- Advice
6 Ways Leonardo da Vinci makes us feel good about freelancing
Though da Vinci specialized in painting, he was also a sculptor, architect, musician, mathematician, engineer, inventor, geologist, cartographer, anatomist, botanist, and writer. So yeah, he liked to keep himself busy. As any freelancer knows, being a jack-of-all-trades is an important part of being your own boss. Being a great graphic designer is great, but learning how to manage your finances, promote your business on social media, network, and manage your personal brand will place you head and shoulders above the rest.
In his notebooks, da Vinci had a lot to say about life, and what he’d learned over the course of his own. Interestingly, a lot of them directly relate to the life of a freelancer. Reading them was revitalizing for me so I thought I’d share them with you. Hopefully you take some inspiration from them as well:
“If you find from your own experience that something is a fact and it contradicts what some authority has written down, then you must abandon the authority and base your reasoning on your own findings.”
Are you a freelancer? Right, well...you’ve already taken da Vinci’s advice haven’t you? You’ve decided that the traditional career path didn’t appeal to you. As a result, you’ve chosen a life more conducive to a healthy work/life balance, become the vanguard of the Quiet Revolution, and are now helping determining the shape of the future economy.

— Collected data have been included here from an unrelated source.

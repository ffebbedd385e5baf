//! Payment provider webhook

use axum::{
    body::Bytes,
    extract::State,
    http::{HeaderMap, StatusCode},
    response::{IntoResponse, Response},
};
use serde::Deserialize;
use tracing::{error, info, warn};
use uuid::Uuid;

use crate::{
    AppState,
    auth::{get_api_key, keys_match},
    error::{ApiError, ApiResult},
    extract::decode_json,
    repositories::RepositoryError,
};

/// Event name that promotes a user to Chirpy Red
pub const USER_UPGRADED: &str = "user.upgraded";

#[derive(Debug, Default, Deserialize)]
#[serde(default)]
pub struct WebhookEvent {
    pub event: String,
    pub data: WebhookData,
}

#[derive(Debug, Default, Deserialize)]
#[serde(default)]
pub struct WebhookData {
    pub user_id: String,
}

/// Handle a Polka event
pub async fn polka_webhook(
    State(state): State<AppState>,
    headers: HeaderMap,
    body: Bytes,
) -> ApiResult<Response> {
    let api_key = get_api_key(&headers)?;
    if !keys_match(&api_key, &state.polka_key) {
        warn!("Webhook called with a wrong api key");
        return Err(ApiError::Unauthorized("Invalid api key".to_string()));
    }

    let payload: WebhookEvent = decode_json(&body)?;

    if payload.event != USER_UPGRADED {
        return Ok(StatusCode::NO_CONTENT.into_response());
    }

    let user_id = Uuid::parse_str(&payload.data.user_id).map_err(|e| {
        error!("Webhook carried an invalid user id {:?}: {}", payload.data.user_id, e);
        ApiError::Internal("Error parsing the user id".to_string())
    })?;

    state
        .repository
        .upgrade_user_to_paid(user_id)
        .await
        .map_err(|e| match e {
            RepositoryError::NotFound => ApiError::NotFound("User not found".to_string()),
            other => other.into(),
        })?;

    info!("User {} upgraded to Chirpy Red", user_id);
    Ok(StatusCode::NO_CONTENT.into_response())
}
//! Credential primitives: password hashing, session tokens, refresh tokens
//! and `Authorization` header parsing

pub mod error;
pub mod headers;
pub mod jwt;
pub mod password;
pub mod refresh;

// Re-export for convenience
pub use error::{AuthError, AuthResult};
pub use headers::{get_api_key, get_bearer_token, keys_match};
pub use jwt::{JwtService, session_token_lifetime};
pub use password::{check_password_hash, hash_password};
pub use refresh::{make_refresh_token, refresh_token_lifetime};
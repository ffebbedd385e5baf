//! Argon2id password hashing

use argon2::{
    Argon2, PasswordHash, PasswordHasher, PasswordVerifier,
    password_hash::{self, SaltString},
};
use rand::rngs::OsRng;

use super::error::{AuthError, AuthResult};

/// Hash a password with Argon2id and the library default parameters.
///
/// The returned PHC string carries the algorithm, parameters and salt.
pub fn hash_password(password: &str) -> AuthResult<String> {
    let salt = SaltString::generate(&mut OsRng);
    let password_hash = Argon2::default()
        .hash_password(password.as_bytes(), &salt)
        .map_err(|e| AuthError::PasswordHash(e.to_string()))?
        .to_string();

    Ok(password_hash)
}

/// Check a candidate password against a stored PHC hash.
///
/// Returns `Ok(false)` on a mismatch and an error only when the stored hash
/// itself is unusable.
pub fn check_password_hash(password: &str, hash: &str) -> AuthResult<bool> {
    let parsed_hash = PasswordHash::new(hash).map_err(|e| AuthError::PasswordHash(e.to_string()))?;

    match Argon2::default().verify_password(password.as_bytes(), &parsed_hash) {
        Ok(()) => Ok(true),
        Err(password_hash::Error::Password) => Ok(false),
        Err(e) => Err(AuthError::PasswordHash(e.to_string())),
    }
}

#[cfg(test)]
mod tests {
    use super::*;

    #[test]
    fn test_hash_and_check() {
        let hash = hash_password("correct horse").unwrap();
        assert!(hash.starts_with("$argon2id$"));

        assert!(check_password_hash("correct horse", &hash).unwrap());
        assert!(!check_password_hash("battery staple", &hash).unwrap());
        assert!(!check_password_hash("", &hash).unwrap());
    }

    #[test]
    fn test_same_password_gets_distinct_salts() {
        let first = hash_password("p").unwrap();
        let second = hash_password("p").unwrap();
        assert_ne!(first, second);
        assert!(check_password_hash("p", &second).unwrap());
    }

    #[test]
    fn test_malformed_hash_is_an_error() {
        let err = check_password_hash("p", "not-a-hash").unwrap_err();
        assert!(matches!(err, AuthError::PasswordHash(_)));
    }
}
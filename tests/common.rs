use pushy_service::{
    config::PushySettings,
    models::notification::{PushNotification, PushType},
};
use uuid::Uuid;

pub const TEST_SECRET: &str = "test-secret";

pub fn enabled_settings(api_url: String) -> PushySettings {
    PushySettings {
        enable: true,
        secret_api_key: TEST_SECRET.to_string(),
        api_url,
        ..Default::default()
    }
}

pub fn create_notification(push_type: PushType) -> PushNotification {
    PushNotification {
        id: Uuid::new_v4().to_string(),
        ack_id: format!("ack_{}", Uuid::new_v4()),
        platform: "android_rn".to_string(),
        server_id: "server_abc".to_string(),
        device_id: "pushy_device_token_0123456789".to_string(),
        post_id: "post_123".to_string(),
        message: "Hello :rocket:".to_string(),
        team_id: "team_42".to_string(),
        channel_id: "channel_7".to_string(),
        channel_name: "town-square".to_string(),
        push_type,
        sender_id: "user_1".to_string(),
        sender_name: "alice".to_string(),
        override_username: "bot".to_string(),
        override_icon_url: "https://example.com/icon.png".to_string(),
        from_webhook: "true".to_string(),
        version: "v2".to_string(),
        is_crt_enabled: true,
        ..Default::default()
    }
}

“Once you have tasted flight, you will forever walk the earth with your eyes turned skyward, for there you have been, and there you will always long to return.”
If you’ve ever worked as a freelancer, you know that there are certain elements to the lifestyle that no 9-5 job could ever provide. Sure, there are a lot of myths, but the reality is that you have the freedom to make your own schedule, work from wherever you want, choose the projects that you spend your time on, and live your life in a way that allows for a greater work/life balance. Once you’ve had these experiences, it’s not going to be easy to go back to a traditional 9-5.
“It had long since come to my attention that people of accomplishment rarely sat back and let things happen to them. They went out and happened to things.”
Regardless of how or why you began your freelance career, it takes a lot of hard work to keep it going and make it sustainable. Finding your first client, building a network, developing your brand, marketing yourself, and generally establishing your freelance business as a sustainable one can take up to years of dedication. No freelancer in the history of the world has just sit back and had a successful freelance career happen upon them.
“Where the spirit does not work with the hand, there is no art.”
Maybe you’re a full-time freelancer, maybe you work 9-5 and have a side gig. Either way, you’ve realized what your passion is and made a conscious effort to pursue it in an active way. You know what it’s like to work on something not because it makes you money (though, hopefully it does), but because there’s nothing else you’d rather be doing.
“Patience serves as a protection against wrongs as clothes do against cold. For if you put on more clothes as the cold increases, it will have no power to hurt you. So in like manner you must grow in patience when you meet with great wrongs, and they will then be powerless to vex your mind.”
As I’ve mentioned earlier, freelancing isn’t always a walk in the park. Unfortunately, if you’ve been freelancing for long enough you’ve experienced everything from dry spells and deadbeat clients to isolation and extended periods of working for “exposure” (AKA nothing). Some of these road bumps can be pretty traumatic, but with patience, they’ll pass. And you’ll be a stronger freelancer for having the courage to endure them.
“You will never have a greater or lesser dominion than that over yourself...the height of a man's success is gauged by his self-mastery; the depth of his failure by his self-abandonment. ...And this law is the expression of eternal justice. He who cannot establish dominion over himself will have no dominion over others.”
You’ve taken the initiative to work for yourself. Inherent in your ability to do this in a successful way is a heightened self-awareness. You know what you like and what you’re good at, as well as what you need to work on or what you’d prefer to subcontract to other freelancers. You may not be able to control some of the crazy things that clients may say to you, but you can determine the future of your freelance business.